I just bought an fm adapter for my ipod, the kind that plugs into the cigarette lighter. i didnt chose to hardwire it because i have a few different cars that its going to be moving around to and maybe ill get to doing that later. anyways my problem is that nothing is happening at all and i figured it could be a fuse or the socket itself but i was wondering if one of you guys with a lot of vw experience would know if those types of adapters wont work at all on our cars and thats the reason why so many people hardwire them? thanks in advance just trying to see if i need to return this thing tomorrow.


----------



## sickvdub (Feb 1, 2007)

*Re: I pod adapter help (wolpert1983)*

i have an ipod adapter, its wireless and it goes to the lighter also. There is a light that shows when its plugged. Do you see this light? second question, have you tried to tune to the right station? if you answer yes to any of these questions proceed to return the product....hope it helps.


----------



## H Mike (Mar 20, 2007)

*Re: I pod adapter help (wolpert1983)*

make sure you have it on the radio and make sure its on 88.3 or what ever station is meant for that adapter
then make sure it says the same radio station on the little display screen(if it has one)


----------



## Fish82nd (Mar 14, 2007)

*Re: I pod adapter help (wolpert1983)*

I had an Ipod adapter that worked via the radio, and it sucked.
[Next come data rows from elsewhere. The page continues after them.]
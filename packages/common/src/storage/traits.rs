use std::io::Cursor;

use async_trait::async_trait;
use tokio::io::{AsyncRead, AsyncReadExt};

use super::error::StorageError;
use super::id::BlobId;
use super::info::{BlobInfo, NewBlob};

/// Type alias for a boxed async reader.
pub type BoxReader = Box<dyn AsyncRead + Unpin + Send>;

/// Blob storage addressed by generated identifiers.
///
/// Names are display metadata only: several blobs may share one.
#[async_trait]
pub trait BlobStore: Send + Sync {
    /// Store bytes and return the new blob's info.
    async fn upload(&self, blob: NewBlob, data: &[u8]) -> Result<BlobInfo, StorageError> {
        let reader: BoxReader = Box::new(Cursor::new(data.to_vec()));
        self.upload_stream(blob, reader).await
    }

    /// Store data from an async reader and return the new blob's info.
    async fn upload_stream(
        &self,
        blob: NewBlob,
        reader: BoxReader,
    ) -> Result<BlobInfo, StorageError>;

    /// Look up a blob by identifier.
    async fn info(&self, id: &BlobId) -> Result<BlobInfo, StorageError>;

    /// Find the most recently uploaded blob with the given display name,
    /// optionally restricted to one application number.
    async fn find_by_name(
        &self,
        name: &str,
        application_number: Option<&str>,
    ) -> Result<Option<BlobInfo>, StorageError>;

    /// All blobs uploaded for an application number, oldest first.
    async fn list_for_application(
        &self,
        application_number: &str,
    ) -> Result<Vec<BlobInfo>, StorageError>;

    /// Stream a blob's content.
    async fn open_download_stream(&self, id: &BlobId) -> Result<BoxReader, StorageError>;

    /// Retrieve all bytes of a blob.
    async fn download(&self, id: &BlobId) -> Result<Vec<u8>, StorageError> {
        let mut reader = self.open_download_stream(id).await?;
        let mut buf = Vec::new();
        reader.read_to_end(&mut buf).await?;
        Ok(buf)
    }

    /// Delete a blob.
    ///
    /// Returns `true` if the blob was deleted, `false` if it did not exist.
    async fn delete(&self, id: &BlobId) -> Result<bool, StorageError>;
}
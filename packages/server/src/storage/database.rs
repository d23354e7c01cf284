use std::io;

use async_trait::async_trait;
use bytes::Bytes;
use chrono::Utc;
use common::storage::{BlobId, BlobInfo, BlobMetadata, BlobStore, BoxReader, NewBlob, StorageError};
use sea_orm::{
    ActiveModelTrait, ColumnTrait, DatabaseConnection, DbErr, EntityTrait, QueryFilter, QueryOrder,
    Set, TransactionTrait,
};
use sha2::{Digest, Sha256};
use tokio::io::AsyncReadExt;
use tokio_util::io::StreamReader;
use tracing::debug;

use crate::entity::{file_chunk, stored_file};

/// Blob store kept inside the application database.
///
/// Content is split into fixed-size rows of `file_chunk`; `stored_file` holds
/// one descriptor per blob. A blob and all of its chunks are written in one
/// transaction, so a failed upload leaves nothing behind.
pub struct DatabaseBlobStore {
    db: DatabaseConnection,
    chunk_size: usize,
    max_size: u64,
}

impl DatabaseBlobStore {
    pub fn new(db: DatabaseConnection, chunk_size: u32, max_size: u64) -> Self {
        Self {
            db,
            chunk_size: chunk_size.max(1) as usize,
            max_size,
        }
    }

    async fn find_file(&self, id: &BlobId) -> Result<stored_file::Model, StorageError> {
        stored_file::Entity::find_by_id(id.as_uuid())
            .one(&self.db)
            .await
            .map_err(backend)?
            .ok_or_else(|| StorageError::NotFound(id.to_string()))
    }
}

fn backend(err: DbErr) -> StorageError {
    StorageError::Backend(err.to_string())
}

fn to_info(model: stored_file::Model) -> BlobInfo {
    BlobInfo {
        id: BlobId::from_uuid(model.id),
        filename: model.filename,
        length: u64::try_from(model.length).unwrap_or_default(),
        content_type: model.content_type,
        sha256: model.sha256,
        upload_date: model.upload_date,
        metadata: BlobMetadata {
            application_number: model.application_number,
            field_tag: model.field_tag,
        },
    }
}

/// Number of chunk rows a blob of `length` bytes occupies.
fn chunk_count(length: i64, chunk_size: i32) -> i32 {
    if length <= 0 || chunk_size <= 0 {
        return 0;
    }
    i32::try_from((length + i64::from(chunk_size) - 1) / i64::from(chunk_size)).unwrap_or(i32::MAX)
}

/// Read until `buf` is full or the reader is exhausted.
async fn read_chunk(reader: &mut BoxReader, buf: &mut [u8]) -> io::Result<usize> {
    let mut filled = 0;
    while filled < buf.len() {
        let n = reader.read(&mut buf[filled..]).await?;
        if n == 0 {
            break;
        }
        filled += n;
    }
    Ok(filled)
}

#[async_trait]
impl BlobStore for DatabaseBlobStore {
    async fn upload_stream(
        &self,
        blob: NewBlob,
        mut reader: BoxReader,
    ) -> Result<BlobInfo, StorageError> {
        let id = BlobId::generate();
        let chunk_size = i32::try_from(self.chunk_size).unwrap_or(i32::MAX);
        let txn = self.db.begin().await.map_err(backend)?;

        // The descriptor goes in first so chunk rows can reference it; length
        // and hash are filled in once the content has been read.
        let file = stored_file::ActiveModel {
            id: Set(id.as_uuid()),
            filename: Set(blob.filename),
            length: Set(0),
            chunk_size: Set(chunk_size),
            upload_date: Set(Utc::now()),
            content_type: Set(blob.content_type),
            sha256: Set(String::new()),
            application_number: Set(blob.metadata.application_number),
            field_tag: Set(blob.metadata.field_tag),
        }
        .insert(&txn)
        .await
        .map_err(backend)?;

        let mut hasher = Sha256::new();
        let mut total_bytes: u64 = 0;
        let mut buf = vec![0u8; self.chunk_size];
        let mut n: i32 = 0;

        loop {
            let read = read_chunk(&mut reader, &mut buf).await?;
            if read == 0 {
                break;
            }

            total_bytes += read as u64;
            if total_bytes > self.max_size {
                // Dropping the transaction rolls back the rows written so far.
                return Err(StorageError::SizeLimitExceeded {
                    actual: total_bytes,
                    limit: self.max_size,
                });
            }

            hasher.update(&buf[..read]);
            file_chunk::ActiveModel {
                files_id: Set(id.as_uuid()),
                n: Set(n),
                data: Set(buf[..read].to_vec()),
            }
            .insert(&txn)
            .await
            .map_err(backend)?;
            n += 1;
        }

        let mut file: stored_file::ActiveModel = file.into();
        file.length = Set(i64::try_from(total_bytes).unwrap_or(i64::MAX));
        file.sha256 = Set(hex::encode(hasher.finalize()));
        let file = file.update(&txn).await.map_err(backend)?;

        txn.commit().await.map_err(backend)?;
        debug!(blob_id = %id, chunks = n, bytes = total_bytes, "Stored blob in database");

        Ok(to_info(file))
    }

    async fn info(&self, id: &BlobId) -> Result<BlobInfo, StorageError> {
        self.find_file(id).await.map(to_info)
    }

    async fn find_by_name(
        &self,
        name: &str,
        application_number: Option<&str>,
    ) -> Result<Option<BlobInfo>, StorageError> {
        let mut select = stored_file::Entity::find().filter(stored_file::Column::Filename.eq(name));
        if let Some(application_number) = application_number {
            select = select.filter(stored_file::Column::ApplicationNumber.eq(application_number));
        }

        let latest = select
            .order_by_desc(stored_file::Column::UploadDate)
            .order_by_desc(stored_file::Column::Id)
            .one(&self.db)
            .await
            .map_err(backend)?;

        Ok(latest.map(to_info))
    }

    async fn list_for_application(
        &self,
        application_number: &str,
    ) -> Result<Vec<BlobInfo>, StorageError> {
        let files = stored_file::Entity::find()
            .filter(stored_file::Column::ApplicationNumber.eq(application_number))
            .order_by_asc(stored_file::Column::UploadDate)
            .order_by_asc(stored_file::Column::Id)
            .all(&self.db)
            .await
            .map_err(backend)?;

        Ok(files.into_iter().map(to_info).collect())
    }

    async fn open_download_stream(&self, id: &BlobId) -> Result<BoxReader, StorageError> {
        let file = self.find_file(id).await?;
        let total = chunk_count(file.length, file.chunk_size);
        let files_id = file.id;
        let db = self.db.clone();

        // Chunks are fetched one at a time as the reader is polled.
        let chunks = futures::stream::try_unfold(0i32, move |n| {
            let db = db.clone();
            async move {
                if n >= total {
                    return Ok(None);
                }
                let chunk = file_chunk::Entity::find_by_id((files_id, n))
                    .one(&db)
                    .await
                    .map_err(io::Error::other)?
                    .ok_or_else(|| {
                        io::Error::new(
                            io::ErrorKind::UnexpectedEof,
                            format!("chunk {n} of blob {files_id} is missing"),
                        )
                    })?;
                Ok::<_, io::Error>(Some((Bytes::from(chunk.data), n + 1)))
            }
        });

        Ok(Box::new(StreamReader::new(Box::pin(chunks))))
    }

    async fn delete(&self, id: &BlobId) -> Result<bool, StorageError> {
        let txn = self.db.begin().await.map_err(backend)?;

        file_chunk::Entity::delete_many()
            .filter(file_chunk::Column::FilesId.eq(id.as_uuid()))
            .exec(&txn)
            .await
            .map_err(backend)?;
        let result = stored_file::Entity::delete_by_id(id.as_uuid())
            .exec(&txn)
            .await
            .map_err(backend)?;

        txn.commit().await.map_err(backend)?;
        Ok(result.rows_affected > 0)
    }
}
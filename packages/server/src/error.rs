use axum::{
    Json,
    http::StatusCode,
    response::{IntoResponse, Response},
};
use common::UnknownFieldTag;
use common::storage::StorageError;
use sea_orm::{DbErr, SqlErr};
use serde::Serialize;

/// Structured error response returned by all endpoints on failure.
#[derive(Serialize, utoipa::ToSchema)]
pub struct ErrorBody {
    /// Error code. One of: `VALIDATION_ERROR`, `MISSING_PARAMETER`,
    /// `NO_FILES_PROVIDED`, `UNKNOWN_FIELD_TAG`, `RECORD_NOT_FOUND`, `NOT_FOUND`,
    /// `DUPLICATE_KEY`, `PAYLOAD_TOO_LARGE`, `STORE_UNAVAILABLE`, `INTERNAL_ERROR`.
    #[schema(example = "MISSING_PARAMETER")]
    pub code: &'static str,
    /// Human-readable error description.
    #[schema(example = "applicationNumber is required")]
    pub message: String,
}

/// Application-level error type.
#[derive(Debug)]
pub enum AppError {
    Validation(String),
    /// A required query or path value is absent. Holds the parameter name.
    MissingParameter(&'static str),
    NoFilesProvided,
    UnknownFieldTag(String),
    /// No student record for the application number.
    RecordNotFound(String),
    NotFound(String),
    DuplicateKey(String),
    /// Holds the limit in bytes.
    PayloadTooLarge { limit: u64 },
    StoreUnavailable,
    Internal(String),
}

impl AppError {
    fn status_and_body(self) -> (StatusCode, ErrorBody) {
        match self {
            AppError::Validation(msg) => (
                StatusCode::BAD_REQUEST,
                ErrorBody {
                    code: "VALIDATION_ERROR",
                    message: msg,
                },
            ),
            AppError::MissingParameter(name) => (
                StatusCode::BAD_REQUEST,
                ErrorBody {
                    code: "MISSING_PARAMETER",
                    message: format!("{name} is required"),
                },
            ),
            AppError::NoFilesProvided => (
                StatusCode::BAD_REQUEST,
                ErrorBody {
                    code: "NO_FILES_PROVIDED",
                    message: "No files were uploaded".into(),
                },
            ),
            AppError::UnknownFieldTag(tag) => (
                StatusCode::BAD_REQUEST,
                ErrorBody {
                    code: "UNKNOWN_FIELD_TAG",
                    message: format!("Unknown document field '{tag}'"),
                },
            ),
            AppError::RecordNotFound(application_number) => (
                StatusCode::NOT_FOUND,
                ErrorBody {
                    code: "RECORD_NOT_FOUND",
                    message: format!("Student '{application_number}' not found"),
                },
            ),
            AppError::NotFound(msg) => (
                StatusCode::NOT_FOUND,
                ErrorBody {
                    code: "NOT_FOUND",
                    message: msg,
                },
            ),
            AppError::DuplicateKey(msg) => (
                StatusCode::CONFLICT,
                ErrorBody {
                    code: "DUPLICATE_KEY",
                    message: msg,
                },
            ),
            AppError::PayloadTooLarge { limit } => (
                StatusCode::PAYLOAD_TOO_LARGE,
                ErrorBody {
                    code: "PAYLOAD_TOO_LARGE",
                    message: format!("Upload exceeds maximum size of {limit} bytes"),
                },
            ),
            AppError::StoreUnavailable => (
                StatusCode::SERVICE_UNAVAILABLE,
                ErrorBody {
                    code: "STORE_UNAVAILABLE",
                    message: "File storage is not ready yet, try again shortly".into(),
                },
            ),
            AppError::Internal(detail) => {
                tracing::error!("Internal error: {}", detail);
                (
                    StatusCode::INTERNAL_SERVER_ERROR,
                    ErrorBody {
                        code: "INTERNAL_ERROR",
                        message: "An unexpected error occurred".into(),
                    },
                )
            }
        }
    }
}

impl IntoResponse for AppError {
    fn into_response(self) -> Response {
        let (status, body) = self.status_and_body();
        (status, Json(body)).into_response()
    }
}

impl From<DbErr> for AppError {
    fn from(err: DbErr) -> Self {
        match err.sql_err() {
            Some(SqlErr::UniqueConstraintViolation(detail)) => {
                tracing::warn!("Unique constraint violated: {detail}");
                AppError::DuplicateKey("A record with this key already exists".into())
            }
            _ => AppError::Internal(err.to_string()),
        }
    }
}

impl From<StorageError> for AppError {
    fn from(err: StorageError) -> Self {
        match err {
            StorageError::NotFound(what) => AppError::NotFound(format!("File '{what}' not found")),
            StorageError::InvalidId(msg) => AppError::Validation(msg),
            StorageError::SizeLimitExceeded { limit, .. } => AppError::PayloadTooLarge { limit },
            StorageError::Unavailable => AppError::StoreUnavailable,
            other => AppError::Internal(other.to_string()),
        }
    }
}

impl From<UnknownFieldTag> for AppError {
    fn from(err: UnknownFieldTag) -> Self {
        AppError::UnknownFieldTag(err.0)
    }
}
Half the time it did not work and other times it would get interference depending where i put it in the car or where i was driving. If you can, get one of those tape decks with the wire coming out that you can plug in to the headphone jack, its a lot easier than the radio adapter in my opinion.
http://www.radioshack.com/prod...earch


_Modified by Fish82nd at 5:14 PM 5-4-2007_


----------



## wolpert1983 (Aug 17, 2005)

*Re: I pod adapter help (Fish82nd)*

thanks for the help guys but i know its my car thats the culprit. because my buddy's ipod adapter works in his car and not mine and i later found out that my new one works perfectly in my sisters honda accord it must be my outlet. gonna have to get that checked. no need to return the product, it worked perfectly in the honda. thanks again for the help


----------